*PROBLEM DETAILS*:
Your job with the data below is to output exactly the lines from the one holding "has non-numeric form" down to the one holding "for row in 0..self.nrows", both included, and no others.
===============
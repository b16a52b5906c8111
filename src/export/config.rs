//! Export job configuration.

use serde::{Deserialize, Serialize};
use std::path::{Path, PathBuf};

use crate::fits::ColumnRef;
use crate::healpix::{Healpix, Ordering, ResampleOptions};
use crate::util::{Error, Result};

/// Default unit scale: K to uK.
pub const DEFAULT_SCALE: f64 = 1e6;

/// Default target resolution.
pub const DEFAULT_NSIDE: u32 = 64;

/// Mesh output of an export job.
#[derive(Debug, Clone, PartialEq, Serialize, Deserialize)]
#[serde(default)]
pub struct MeshJob {
    pub path: PathBuf,
    /// Boundary points per pixel edge.
    pub step: usize,
    /// Merge vertices closer than this distance.
    pub weld: Option<f64>,
}

impl Default for MeshJob {
    fn default() -> Self {
        Self {
            path: PathBuf::from("healpix.obj"),
            step: 1,
            weld: None,
        }
    }
}

/// A resample/export job, usually loaded from JSON.
#[derive(Debug, Clone, PartialEq, Serialize, Deserialize)]
#[serde(default)]
pub struct ExportConfig {
    /// Source FITS map. Without it only the mesh is produced.
    pub input: Option<PathBuf>,
    /// Target resolution for samples and mesh.
    pub nside: u32,
    /// Target pixel ordering for samples and mesh faces.
    pub ordering: Ordering,
    /// Columns to export, by name or 0-based position.
    pub fields: Vec<ColumnRef>,
    /// Linear factor applied after resampling.
    pub scale: f64,
    pub pessimistic: bool,
    pub power: Option<f64>,
    /// Directory for `<field>.txt` files.
    pub output_dir: PathBuf,
    /// Also write all resampled fields to one FITS file.
    pub fits_output: Option<PathBuf>,
    pub mesh: Option<MeshJob>,
}

impl Default for ExportConfig {
    fn default() -> Self {
        Self {
            input: None,
            nside: DEFAULT_NSIDE,
            ordering: Ordering::Ring,
            fields: vec!["I_STOKES".into(), "Q_STOKES".into(), "U_STOKES".into()],
            scale: DEFAULT_SCALE,
            pessimistic: false,
            power: None,
            output_dir: PathBuf::from("."),
            fits_output: None,
            mesh: None,
        }
    }
}

impl ExportConfig {
    /// Parse a JSON job.
    pub fn from_json(text: &str) -> Result<Self> {
        Ok(serde_json::from_str(text)?)
    }

    /// Load a JSON job; relative paths resolve against the file's directory.
    pub fn load(path: impl AsRef<Path>) -> Result<Self> {
        let path = path.as_ref();
        let text = std::fs::read_to_string(path).map_err(|e| {
            if e.kind() == std::io::ErrorKind::NotFound {
                Error::FileNotFound(path.to_path_buf())
            } else {
                Error::Io(e)
            }
        })?;
        let mut config = Self::from_json(&text)?;
        if let Some(base) = path.parent() {
            config.resolve_paths(base);
        }
        config.validate()?;
        Ok(config)
    }

    /// Prefix every relative path with `base`.
    pub fn resolve_paths(&mut self, base: &Path) {
        let resolve = |p: &mut PathBuf| {
            if p.is_relative() {
                *p = base.join(&*p);
            }
        };
        if let Some(input) = &mut self.input {
            resolve(input);
        }
        resolve(&mut self.output_dir);
        if let Some(fits) = &mut self.fits_output {
            resolve(fits);
        }
        if let Some(mesh) = &mut self.mesh {
            resolve(&mut mesh.path);
        }
    }

    /// Reject jobs that cannot run.
    pub fn validate(&self) -> Result<()> {
        Healpix::new(self.nside).map_err(|e| Error::InvalidConfig(e.to_string()))?;
        if self.input.is_none() && self.mesh.is_none() {
            return Err(Error::InvalidConfig("neither input nor mesh given".into()));
        }
        if self.input.is_some() {
            if self.fields.is_empty() {
                return Err(Error::InvalidConfig("no fields to export".into()));
            }
            if !self.nside.is_power_of_two() {
                return Err(Error::InvalidConfig(format!(
                    "resampling needs a power-of-two nside, got {}",
                    self.nside
                )));
            }
        }
        if !self.scale.is_finite() {
            return Err(Error::InvalidConfig(format!("scale {} is not finite", self.scale)));
        }
        if self.ordering == Ordering::Nested && !self.nside.is_power_of_two() {
            return Err(Error::InvalidConfig("NESTED ordering needs a power-of-two nside".into()));
        }
        if let Some(mesh) = &self.mesh {
            if mesh.step == 0 {
                return Err(Error::InvalidConfig("mesh step must be at least 1".into()));
            }
            if mesh.weld.is_some_and(|t| !(t > 0.0)) {
                return Err(Error::InvalidConfig("weld tolerance must be positive".into()));
            }
        }
        Ok(())
    }

    pub fn resample_options(&self) -> ResampleOptions {
        ResampleOptions {
            ordering: Some(self.ordering),
            pessimistic: self.pessimistic,
            power: self.power,
        }
    }
}
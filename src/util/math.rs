//! Math type re-exports and sphere helpers.
//!
//! Positions are double precision throughout; `glam::DVec3` is the
//! vector type for pixel centers, corners and mesh vertices.

pub use glam::DVec3;

use std::f64::consts::PI;

/// Colatitude and longitude of a direction, `phi` in `[0, 2pi)`.
#[inline]
pub fn vec2ang(v: DVec3) -> (f64, f64) {
    let theta = v.x.hypot(v.y).atan2(v.z);
    let mut phi = v.y.atan2(v.x);
    if phi < 0.0 {
        phi += 2.0 * PI;
    }
    (theta, phi)
}

/// Z-up sky coordinates to the Y-up convention of OBJ consumers:
/// `(x, y, z) -> (x, z, -y)`.
#[inline]
pub fn zup_to_yup(v: DVec3) -> DVec3 {
    DVec3::new(v.x, v.z, -v.y)
}

/// Inverse of [`zup_to_yup`]: `(x, y, z) -> (x, -z, y)`.
#[inline]
pub fn yup_to_zup(v: DVec3) -> DVec3 {
    DVec3::new(v.x, -v.z, v.y)
}

#[cfg(test)]
mod tests {
    use super::*;

    #[test]
    fn test_axis_permutation() {
        let v = DVec3::new(1.0, 2.0, 3.0);
        assert_eq!(zup_to_yup(v), DVec3::new(1.0, 3.0, -2.0));
        assert_eq!(yup_to_zup(zup_to_yup(v)), v);
        // Not idempotent: a second application keeps rotating.
        assert_eq!(zup_to_yup(zup_to_yup(v)), DVec3::new(1.0, -2.0, -3.0));
        assert_ne!(zup_to_yup(zup_to_yup(v)), zup_to_yup(v));
    }

    #[test]
    fn test_vec2ang() {
        let (theta, phi) = vec2ang(DVec3::new(0.0, -2.0, 0.0));
        assert!((theta - PI / 2.0).abs() < 1e-12);
        assert!((phi - 1.5 * PI).abs() < 1e-12);
        assert_eq!(vec2ang(DVec3::Z), (0.0, 0.0));
    }
}
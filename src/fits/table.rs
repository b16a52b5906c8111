//! Binary table (`BINTABLE`) column access.

use std::fmt;
use std::str::FromStr;

use byteorder::{BigEndian, ByteOrder};
use serde::{Deserialize, Serialize};

use crate::util::{Error, Result};
use super::format::{ColumnType, TForm};
use super::header::Header;

/// Selects a table column by `TTYPEn` name or 0-based position.
#[derive(Clone, Debug, PartialEq, Eq, Hash, Serialize, Deserialize)]
#[serde(untagged)]
pub enum ColumnRef {
    Index(usize),
    Name(String),
}

impl fmt::Display for ColumnRef {
    fn fmt(&self, f: &mut fmt::Formatter<'_>) -> fmt::Result {
        match self {
            Self::Index(i) => write!(f, "#{i}"),
            Self::Name(n) => f.write_str(n),
        }
    }
}

impl FromStr for ColumnRef {
    type Err = Error;

    /// All-digit strings select by position, anything else by name.
    fn from_str(s: &str) -> std::result::Result<Self, Self::Err> {
        let s = s.trim();
        if s.is_empty() {
            return Err(Error::ColumnNotFound("empty column name".into()));
        }
        Ok(match s.parse::<usize>() {
            Ok(i) => Self::Index(i),
            Err(_) => Self::Name(s.to_string()),
        })
    }
}

impl From<&str> for ColumnRef {
    fn from(s: &str) -> Self {
        Self::Name(s.to_string())
    }
}

impl From<usize> for ColumnRef {
    fn from(i: usize) -> Self {
        Self::Index(i)
    }
}

/// Layout and scaling of one table column.
#[derive(Clone, Debug, PartialEq)]
pub struct Column {
    /// 0-based position.
    pub index: usize,
    /// `TTYPEn`, or `COLn` when absent.
    pub name: String,
    pub form: TForm,
    /// Byte offset within a row.
    pub offset: usize,
    pub unit: Option<String>,
    /// `TSCALn` (default 1).
    pub scale: f64,
    /// `TZEROn` (default 0).
    pub zero: f64,
    /// `TNULLn` for integer columns.
    pub null: Option<i64>,
}

/// Borrowed view of a binary table HDU.
pub struct BinTable<'a> {
    header: &'a Header,
    data: &'a [u8],
    row_len: usize,
    nrows: usize,
    columns: Vec<Column>,
}

impl<'a> BinTable<'a> {
    /// Build the column layout from a header and its data section.
    pub fn new(header: &'a Header, data: &'a [u8]) -> Result<Self> {
        let row_len = header.require_usize("NAXIS1")?;
        let nrows = header.require_usize("NAXIS2")?;
        let tfields = header.require_usize("TFIELDS")?;

        let mut columns = Vec::with_capacity(tfields);
        let mut offset = 0usize;
        for index in 0..tfields {
            let n = index + 1;
            let form = header
                .get_str(&format!("TFORM{n}"))
                .ok_or_else(|| Error::MissingKeyword(format!("TFORM{n}")))
                .and_then(TForm::parse)?;
            let name = header
                .get_str(&format!("TTYPE{n}"))
                .map(str::to_string)
                .unwrap_or_else(|| format!("COL{n}"));
            columns.push(Column {
                index,
                name,
                form,
                offset,
                unit: header.get_str(&format!("TUNIT{n}")).map(str::to_string),
                scale: header.get_float(&format!("TSCAL{n}")).unwrap_or(1.0),
                zero: header.get_float(&format!("TZERO{n}")).unwrap_or(0.0),
                null: header.get_int(&format!("TNULL{n}")),
            });
            offset = offset
                .checked_add(form.byte_width()?)
                .filter(|&end| end <= row_len)
                .ok_or_else(|| {
                    Error::header(format!("column {n} ({form}) does not fit in NAXIS1 = {row_len}"))
                })?;
        }
        let needed = row_len
            .checked_mul(nrows)
            .ok_or_else(|| Error::header("table size overflows"))?;
        if needed > data.len() {
            return Err(Error::UnexpectedEof(data.len() as u64));
        }

        Ok(Self { header, data, row_len, nrows, columns })
    }

    pub fn header(&self) -> &Header {
        self.header
    }

    pub fn columns(&self) -> &[Column] {
        &self.columns
    }

    pub fn nrows(&self) -> usize {
        self.nrows
    }

    /// Bytes per row (`NAXIS1`).
    pub fn row_len(&self) -> usize {
        self.row_len
    }

    /// Resolve a column reference; names match case-insensitively.
    pub fn column(&self, column: &ColumnRef) -> Result<&Column> {
        let found = match column {
            ColumnRef::Index(i) => self.columns.get(*i),
            ColumnRef::Name(name) => self
                .columns
                .iter()
                .find(|c| c.name.eq_ignore_ascii_case(name)),
        };
        found.ok_or_else(|| Error::ColumnNotFound(column.to_string()))
    }

    /// Number of values a column holds (`repeat * nrows`).
    pub fn column_len(&self, column: &Column) -> usize {
        column.form.repeat.saturating_mul(self.nrows)
    }

    /// Decode a real-valued column, row by row, applying `TSCALn`/`TZEROn`.
    ///
    /// Integer values equal to `TNULLn` decode to NaN.
    pub fn read_column(&self, column: &Column) -> Result<Vec<f64>> {
        let kind = column.form.kind;
        if !kind.is_real() {
            return Err(Error::UnsupportedFormat(format!(
                "column {} has non-numeric form {}",
                column.name, column.form
            )));
        }
        let width = kind.size();
        let repeat = column.form.repeat;
        let mut out = Vec::with_capacity(self.column_len(column));

        for row in 0..self.nrows {
            let base = row * self.row_len + column.offset;
            let cell = &self.data[base..base + repeat * width];
            for raw in cell.chunks_exact(width) {
                let (value, int) = decode(kind, raw);
                let is_null = kind.is_integer() && int.is_some() && int == column.null;
                out.push(if is_null { f64::NAN } else { column.zero + column.scale * value });
            }
        }
        Ok(out)
    }
}

/// Decode one big-endian element; integer types also return the raw integer.
#[inline]
fn decode(kind: ColumnType, raw: &[u8]) -> (f64, Option<i64>) {
    match kind {
        ColumnType::Byte => (raw[0] as f64, Some(raw[0] as i64)),
        ColumnType::Int16 => {
            let v = BigEndian::read_i16(raw);
            (v as f64, Some(v as i64))
        }
        ColumnType::Int32 => {
            let v = BigEndian::read_i32(raw);
            (v as f64, Some(v as i64))
        }
        ColumnType::Int64 => {
            let v = BigEndian::read_i64(raw);
            (v as f64, Some(v))
        }
        ColumnType::Float32 => (BigEndian::read_f32(raw) as f64, None),
        ColumnType::Float64 => (BigEndian::read_f64(raw), None),
        _ => (f64::NAN, None),
    }
}

#[cfg(test)]
mod tests {
    use super::*;
    use crate::fits::{Card, Value};
    use byteorder::WriteBytesExt;

    fn table_header(tforms: &[(&str, &str)], row_len: i64, nrows: i64) -> Header {
        let mut h = Header::new();
        h.push(Card::new("XTENSION", Value::Str("BINTABLE".into())))
            .push(Card::new("BITPIX", Value::Integer(8)))
            .push(Card::new("NAXIS", Value::Integer(2)))
            .push(Card::new("NAXIS1", Value::Integer(row_len)))
            .push(Card::new("NAXIS2", Value::Integer(nrows)))
            .push(Card::new("TFIELDS", Value::Integer(tforms.len() as i64)));
        for (i, (name, form)) in tforms.iter().enumerate() {
            h.push(Card::new(format!("TTYPE{}", i + 1), Value::Str(name.to_string())))
                .push(Card::new(format!("TFORM{}", i + 1), Value::Str(form.to_string())));
        }
        h
    }

    #[test]
    fn test_column_ref_parse() {
        assert_eq!("2".parse::<ColumnRef>().unwrap(), ColumnRef::Index(2));
        assert_eq!("I_STOKES".parse::<ColumnRef>().unwrap(), ColumnRef::from("I_STOKES"));
        assert!("".parse::<ColumnRef>().is_err());

        let refs: Vec<ColumnRef> = serde_json::from_str(r#"["TEMPERATURE", 1]"#).unwrap();
        assert_eq!(refs, vec![ColumnRef::from("TEMPERATURE"), ColumnRef::Index(1)]);
    }

    #[test]
    fn test_read_mixed_columns() {
        // Row: 2 x E (8 bytes) + 1 x J (4 bytes) = 12 bytes, 2 rows.
        let mut h = table_header(&[("SIGNAL", "2E"), ("HITS", "J")], 12, 2);
        h.push(Card::new("TSCAL2", Value::Float(0.5)))
            .push(Card::new("TZERO2", Value::Integer(10)))
            .push(Card::new("TNULL2", Value::Integer(-1)));

        let mut data = Vec::new();
        for (a, b, hits) in [(1.5f32, -2.0f32, 4i32), (3.25, 0.0, -1)] {
            data.write_f32::<BigEndian>(a).unwrap();
            data.write_f32::<BigEndian>(b).unwrap();
            data.write_i32::<BigEndian>(hits).unwrap();
        }

        let table = BinTable::new(&h, &data).unwrap();
        assert_eq!(table.nrows(), 2);

        let signal = table.column(&"signal".into()).unwrap();
        assert_eq!(table.read_column(signal).unwrap(), vec![1.5, -2.0, 3.25, 0.0]);

        let hits = table.column(&ColumnRef::Index(1)).unwrap();
        assert_eq!(hits.offset, 8);
        let values = table.read_column(hits).unwrap();
        assert_eq!(values[0], 12.0);
        assert!(values[1].is_nan());

        assert!(matches!(
            table.column(&"MISSING".into()),
            Err(Error::ColumnNotFound(_))
        ));
    }

    #[test]
    fn test_layout_checks() {
        let h = table_header(&[("A", "4D")], 16, 1);
        assert!(BinTable::new(&h, &[0u8; 32]).is_err(), "columns wider than NAXIS1");

        let h = table_header(&[("A", "2305843009213693952D")], 8, 1);
        assert!(matches!(BinTable::new(&h, &[0u8; 8]), Err(Error::UnsupportedFormat(_))));

        let h = table_header(&[("A", "1024D"), ("B", "18446744073709551615B")], 8192, 1);
        assert!(matches!(BinTable::new(&h, &[0u8; 8192]), Err(Error::InvalidHeader(_))));

        let h = table_header(&[("A", "D")], 8, 4);
        assert!(matches!(BinTable::new(&h, &[0u8; 16]), Err(Error::UnexpectedEof(16))));

        let h = table_header(&[("NAME", "8A")], 8, 1);
        let data = [b'x'; 8];
        let table = BinTable::new(&h, &data).unwrap();
        let col = table.column(&ColumnRef::Index(0)).unwrap();
        assert!(matches!(table.read_column(col), Err(Error::UnsupportedFormat(_))));
    }
}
===============
*TASK RESULT*:
                "column {} has non-numeric form {}",
                column.name, column.form
            )));
        }
        let width = kind.size();
        let repeat = column.form.repeat;
        let mut out = Vec::with_capacity(self.column_len(column));

        for row in 0..self.nrows {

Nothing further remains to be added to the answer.